BEGIN Study material

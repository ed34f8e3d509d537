//! Show command implementation

use crate::alerts::AlertConfig;
use crate::cli::args::OutputFormat;
use crate::cli::output::{print_output, MuteStatus};
use crate::config::Settings;
use crate::error::Result;

use super::open_store;

/// Print the stored mute levels
pub fn run_show(settings: &Settings, format: OutputFormat) -> Result<()> {
    let path = settings.store_path();
    let mut store = open_store(&path)?;
    let alerts = AlertConfig::load(&mut store);

    let status = MuteStatus::new(path.display().to_string(), &alerts);
    print_output(&status, format)?;
    Ok(())
}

END Study material

What is being asked
Extract the lines above from the one containing "Show command implementation" to the last line, both included, exactly as written.

The answer
//! Show command implementation

use crate::alerts::AlertConfig;
use crate::cli::args::OutputFormat;
use crate::cli::output::{print_output, MuteStatus};
use crate::config::Settings;
use crate::error::Result;

use super::open_store;

/// Print the stored mute levels
pub fn run_show(settings: &Settings, format: OutputFormat) -> Result<()> {
    let path = settings.store_path();
    let mut store = open_store(&path)?;
    let alerts = AlertConfig::load(&mut store);

    let status = MuteStatus::new(path.display().to_string(), &alerts);
    print_output(&status, format)?;
    Ok(())
}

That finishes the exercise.